What is expected
Every record that follows must be returned word for word.

Dataset records:
# # # # #

use std::fmt;
use std::marker::PhantomData;

use log::debug;

use crate::model::{DynElement, GenericNode, KindDecl, ModelError, RawValue, Result, Scalar, ScalarType, ScalarValue};

/// Element kind: a declared-field table plus the typed accessors generated from it.
pub trait ElementKind {
	/// Declared-field table of this kind.
	fn decl() -> &'static KindDecl;
}

/// Read-only typed view over one generic node.
///
/// The binding is fixed at construction. Accessors re-read the node on every
/// call and cache nothing. An element built with [`Element::absent`] has no
/// backing node and answers every read with its arity's absence value.
pub struct Element<'a, K, N> {
	node: Option<&'a N>,
	kind: PhantomData<fn() -> K>,
}

impl<'a, K: ElementKind, N: GenericNode> Element<'a, K, N> {
	/// Wrap an existing node.
	pub fn new(node: &'a N) -> Self {
		Self {
			node: Some(node),
			kind: PhantomData,
		}
	}

	/// Placeholder with no backing node.
	pub fn absent() -> Self {
		Self { node: None, kind: PhantomData }
	}

	/// Backing node, if any.
	pub fn node(&self) -> Option<&'a N> {
		self.node
	}

	/// Whether this view has no backing node.
	pub fn is_absent(&self) -> bool {
		self.node.is_none()
	}

	/// Declared-field table of this element's kind.
	pub fn decl(&self) -> &'static KindDecl {
		K::decl()
	}

	/// Whether the backing node stores an entry for `name`.
	pub fn has_field(&self, name: &str) -> bool {
		self.node.is_some_and(|node| node.has_field(name))
	}

	/// Read an optional scalar field.
	pub fn scalar<T: Scalar>(&self, field: &str) -> Result<Option<T>> {
		read_scalar(self.node, field)
	}

	/// Read a sequence-of-scalar field.
	pub fn scalars<T: Scalar>(&self, field: &str) -> Result<Vec<T>> {
		read_scalar_sequence(self.node, field)
	}

	/// Read a nested element field.
	pub fn element<C: ElementKind>(&self, field: &str) -> Result<Option<Element<'a, C, N>>> {
		read_element(self.node, field)
	}

	/// Read a sequence-of-element field.
	pub fn elements<C: ElementKind>(&self, field: &str) -> Result<Vec<Element<'a, C, N>>> {
		read_element_sequence(self.node, field)
	}

	/// View the same node as another kind.
	pub fn cast<C: ElementKind>(self) -> Element<'a, C, N> {
		Element {
			node: self.node,
			kind: PhantomData,
		}
	}

	/// Table-driven view of the same node.
	pub fn dynamic(&self) -> DynElement<'a, N> {
		DynElement::new(K::decl(), self.node)
	}
}

impl<K, N> Clone for Element<'_, K, N> {
	fn clone(&self) -> Self {
		*self
	}
}

impl<K, N> Copy for Element<'_, K, N> {}

impl<K: ElementKind, N: GenericNode> Default for Element<'_, K, N> {
	fn default() -> Self {
		Self::absent()
	}
}

/// Two views are equal when they are backed by the same node, or both absent.
impl<K, N> PartialEq for Element<'_, K, N> {
	fn eq(&self, other: &Self) -> bool {
		same_node(self.node, other.node)
	}
}

impl<K: ElementKind, N> fmt::Debug for Element<'_, K, N> {
	fn fmt(&self, f: &mut fmt::Formatter<'_>) -> fmt::Result {
		f.debug_struct("Element")
			.field("kind", &K::decl().name)
			.field("backed", &self.node.is_some())
			.finish()
	}
}

pub(crate) fn same_node<N>(left: Option<&N>, right: Option<&N>) -> bool {
	match (left, right) {
		(Some(left), Some(right)) => std::ptr::eq(left, right),
		(None, None) => true,
		_ => false,
	}
}

/// Read `field` as an optional scalar of type `T`.
///
/// A missing field, a null value, or a missing backing node reads as `None`.
pub fn read_scalar<T: Scalar, N: GenericNode>(node: Option<&N>, field: &str) -> Result<Option<T>> {
	scalar_at(node, field, T::TYPE)?.map(|value| extract(value, field)).transpose()
}

/// Read `field` as an ordered sequence of scalars of type `T`.
///
/// Missing fields read as an empty sequence; every item must coerce.
pub fn read_scalar_sequence<T: Scalar, N: GenericNode>(node: Option<&N>, field: &str) -> Result<Vec<T>> {
	scalars_at(node, field, T::TYPE)?
		.into_iter()
		.enumerate()
		.map(|(index, value)| extract(value, &format!("{field}[{index}]")))
		.collect()
}

/// Read `field` as a nested element of kind `K`.
///
/// Missing and null fields read as `None` rather than an absent placeholder.
pub fn read_element<'a, K: ElementKind, N: GenericNode>(node: Option<&'a N>, field: &str) -> Result<Option<Element<'a, K, N>>> {
	Ok(child_at(node, field, K::decl())?.map(Element::new))
}

/// Read `field` as an ordered sequence of nested elements of kind `K`.
///
/// Missing fields read as an empty sequence; every item must be a node.
pub fn read_element_sequence<'a, K: ElementKind, N: GenericNode>(node: Option<&'a N>, field: &str) -> Result<Vec<Element<'a, K, N>>> {
	Ok(children_at(node, field, K::decl())?.into_iter().map(Element::new).collect())
}

pub(crate) fn scalar_at<N: GenericNode>(node: Option<&N>, field: &str, ty: ScalarType) -> Result<Option<ScalarValue>> {
	let Some(raw) = node.and_then(|node| node.raw_value(field)) else {
		return Ok(None);
	};
	if raw.is_null() {
		return Ok(None);
	}

	coerce(&raw, field, ty).map(Some)
}

pub(crate) fn scalars_at<N: GenericNode>(node: Option<&N>, field: &str, ty: ScalarType) -> Result<Vec<ScalarValue>> {
	let Some(node) = node else {
		return Ok(Vec::new());
	};

	node.raw_sequence(field)
		.iter()
		.enumerate()
		.map(|(index, raw)| coerce(raw, &format!("{field}[{index}]"), ty))
		.collect()
}

pub(crate) fn child_at<'a, N: GenericNode>(node: Option<&'a N>, field: &str, kind: &'static KindDecl) -> Result<Option<&'a N>> {
	let Some(raw) = node.and_then(|node| node.raw_value(field)) else {
		return Ok(None);
	};

	match raw {
		RawValue::Null => Ok(None),
		RawValue::Node(child) => Ok(Some(child)),
		other => Err(mismatch(field, format!("{} element", kind.name), other.kind())),
	}
}

pub(crate) fn children_at<'a, N: GenericNode>(node: Option<&'a N>, field: &str, kind: &'static KindDecl) -> Result<Vec<&'a N>> {
	let Some(node) = node else {
		return Ok(Vec::new());
	};

	node.raw_sequence(field)
		.into_iter()
		.enumerate()
		.map(|(index, raw)| match raw {
			RawValue::Node(child) => Ok(child),
			other => Err(mismatch(&format!("{field}[{index}]"), format!("{} element", kind.name), other.kind())),
		})
		.collect()
}

fn coerce<N>(raw: &RawValue<'_, N>, field: &str, ty: ScalarType) -> Result<ScalarValue> {
	ty.coerce(raw).ok_or_else(|| mismatch(field, ty.name().to_owned(), raw.kind()))
}

fn extract<T: Scalar>(value: ScalarValue, field: &str) -> Result<T> {
	let got = value.kind();
	T::from_scalar(value).ok_or_else(|| mismatch(field, T::TYPE.name().to_owned(), got))
}

pub(crate) fn mismatch(field: &str, expected: String, got: &'static str) -> ModelError {
	debug!(field, expected = expected.as_str(), got; "field type mismatch");
	ModelError::TypeMismatch {
		field: field.to_owned(),
		expected,
		got,
	}
}

#[cfg(test)]
mod tests;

# # # # #

Completed task
use std::fmt;
use std::marker::PhantomData;

use log::debug;

use crate::model::{DynElement, GenericNode, KindDecl, ModelError, RawValue, Result, Scalar, ScalarType, ScalarValue};

/// Element kind: a declared-field table plus the typed accessors generated from it.
pub trait ElementKind {
	/// Declared-field table of this kind.
	fn decl() -> &'static KindDecl;
}

/// Read-only typed view over one generic node.
///
/// The binding is fixed at construction. Accessors re-read the node on every
/// call and cache nothing. An element built with [`Element::absent`] has no
/// backing node and answers every read with its arity's absence value.
pub struct Element<'a, K, N> {
	node: Option<&'a N>,
	kind: PhantomData<fn() -> K>,
}

impl<'a, K: ElementKind, N: GenericNode> Element<'a, K, N> {
	/// Wrap an existing node.
	pub fn new(node: &'a N) -> Self {
		Self {
			node: Some(node),
			kind: PhantomData,
		}
	}

	/// Placeholder with no backing node.
	pub fn absent() -> Self {
		Self { node: None, kind: PhantomData }
	}

	/// Backing node, if any.
	pub fn node(&self) -> Option<&'a N> {
		self.node
	}

	/// Whether this view has no backing node.
	pub fn is_absent(&self) -> bool {
		self.node.is_none()
	}

	/// Declared-field table of this element's kind.
	pub fn decl(&self) -> &'static KindDecl {
		K::decl()
	}

	/// Whether the backing node stores an entry for `name`.
	pub fn has_field(&self, name: &str) -> bool {
		self.node.is_some_and(|node| node.has_field(name))
	}

	/// Read an optional scalar field.
	pub fn scalar<T: Scalar>(&self, field: &str) -> Result<Option<T>> {
		read_scalar(self.node, field)
	}

	/// Read a sequence-of-scalar field.
	pub fn scalars<T: Scalar>(&self, field: &str) -> Result<Vec<T>> {
		read_scalar_sequence(self.node, field)
	}

	/// Read a nested element field.
	pub fn element<C: ElementKind>(&self, field: &str) -> Result<Option<Element<'a, C, N>>> {
		read_element(self.node, field)
	}

	/// Read a sequence-of-element field.
	pub fn elements<C: ElementKind>(&self, field: &str) -> Result<Vec<Element<'a, C, N>>> {
		read_element_sequence(self.node, field)
	}

	/// View the same node as another kind.
	pub fn cast<C: ElementKind>(self) -> Element<'a, C, N> {
		Element {
			node: self.node,
			kind: PhantomData,
		}
	}

	/// Table-driven view of the same node.
	pub fn dynamic(&self) -> DynElement<'a, N> {
		DynElement::new(K::decl(), self.node)
	}
}

impl<K, N> Clone for Element<'_, K, N> {
	fn clone(&self) -> Self {
		*self
	}
}

impl<K, N> Copy for Element<'_, K, N> {}

impl<K: ElementKind, N: GenericNode> Default for Element<'_, K, N> {
	fn default() -> Self {
		Self::absent()
	}
}

/// Two views are equal when they are backed by the same node, or both absent.
impl<K, N> PartialEq for Element<'_, K, N> {
	fn eq(&self, other: &Self) -> bool {
		same_node(self.node, other.node)
	}
}

impl<K: ElementKind, N> fmt::Debug for Element<'_, K, N> {
	fn fmt(&self, f: &mut fmt::Formatter<'_>) -> fmt::Result {
		f.debug_struct("Element")
			.field("kind", &K::decl().name)
			.field("backed", &self.node.is_some())
			.finish()
	}
}

pub(crate) fn same_node<N>(left: Option<&N>, right: Option<&N>) -> bool {
	match (left, right) {
		(Some(left), Some(right)) => std::ptr::eq(left, right),
		(None, None) => true,
		_ => false,
	}
}

/// Read `field` as an optional scalar of type `T`.
///
/// A missing field, a null value, or a missing backing node reads as `None`.
pub fn read_scalar<T: Scalar, N: GenericNode>(node: Option<&N>, field: &str) -> Result<Option<T>> {
	scalar_at(node, field, T::TYPE)?.map(|value| extract(value, field)).transpose()
}

/// Read `field` as an ordered sequence of scalars of type `T`.
///
/// Missing fields read as an empty sequence; every item must coerce.
pub fn read_scalar_sequence<T: Scalar, N: GenericNode>(node: Option<&N>, field: &str) -> Result<Vec<T>> {
	scalars_at(node, field, T::TYPE)?
		.into_iter()
		.enumerate()
		.map(|(index, value)| extract(value, &format!("{field}[{index}]")))
		.collect()
}

/// Read `field` as a nested element of kind `K`.
///
/// Missing and null fields read as `None` rather than an absent placeholder.
pub fn read_element<'a, K: ElementKind, N: GenericNode>(node: Option<&'a N>, field: &str) -> Result<Option<Element<'a, K, N>>> {
	Ok(child_at(node, field, K::decl())?.map(Element::new))
}

/// Read `field` as an ordered sequence of nested elements of kind `K`.
///
/// Missing fields read as an empty sequence; every item must be a node.
pub fn read_element_sequence<'a, K: ElementKind, N: GenericNode>(node: Option<&'a N>, field: &str) -> Result<Vec<Element<'a, K, N>>> {
	Ok(children_at(node, field, K::decl())?.into_iter().map(Element::new).collect())
}

pub(crate) fn scalar_at<N: GenericNode>(node: Option<&N>, field: &str, ty: ScalarType) -> Result<Option<ScalarValue>> {
	let Some(raw) = node.and_then(|node| node.raw_value(field)) else {
		return Ok(None);
	};
	if raw.is_null() {
		return Ok(None);
	}

	coerce(&raw, field, ty).map(Some)
}

pub(crate) fn scalars_at<N: GenericNode>(node: Option<&N>, field: &str, ty: ScalarType) -> Result<Vec<ScalarValue>> {
	let Some(node) = node else {
		return Ok(Vec::new());
	};

	node.raw_sequence(field)
		.iter()
		.enumerate()
		.map(|(index, raw)| coerce(raw, &format!("{field}[{index}]"), ty))
		.collect()
}

pub(crate) fn child_at<'a, N: GenericNode>(node: Option<&'a N>, field: &str, kind: &'static KindDecl) -> Result<Option<&'a N>> {
	let Some(raw) = node.and_then(|node| node.raw_value(field)) else {
		return Ok(None);
	};

	match raw {
		RawValue::Null => Ok(None),
		RawValue::Node(child) => Ok(Some(child)),
		other => Err(mismatch(field, format!("{} element", kind.name), other.kind())),
	}
}

pub(crate) fn children_at<'a, N: GenericNode>(node: Option<&'a N>, field: &str, kind: &'static KindDecl) -> Result<Vec<&'a N>> {
	let Some(node) = node else {
		return Ok(Vec::new());
	};

	node.raw_sequence(field)
		.into_iter()
		.enumerate()
		.map(|(index, raw)| match raw {
			RawValue::Node(child) => Ok(child),
			other => Err(mismatch(&format!("{field}[{index}]"), format!("{} element", kind.name), other.kind())),
		})
		.collect()
}

fn coerce<N>(raw: &RawValue<'_, N>, field: &str, ty: ScalarType) -> Result<ScalarValue> {
	ty.coerce(raw).ok_or_else(|| mismatch(field, ty.name().to_owned(), raw.kind()))
}

fn extract<T: Scalar>(value: ScalarValue, field: &str) -> Result<T> {
	let got = value.kind();
	T::from_scalar(value).ok_or_else(|| mismatch(field, T::TYPE.name().to_owned(), got))
}

pub(crate) fn mismatch(field: &str, expected: String, got: &'static str) -> ModelError {
	debug!(field, expected = expected.as_str(), got; "field type mismatch");
	ModelError::TypeMismatch {
		field: field.to_owned(),
		expected,
		got,
	}
}

#[cfg(test)]
mod tests;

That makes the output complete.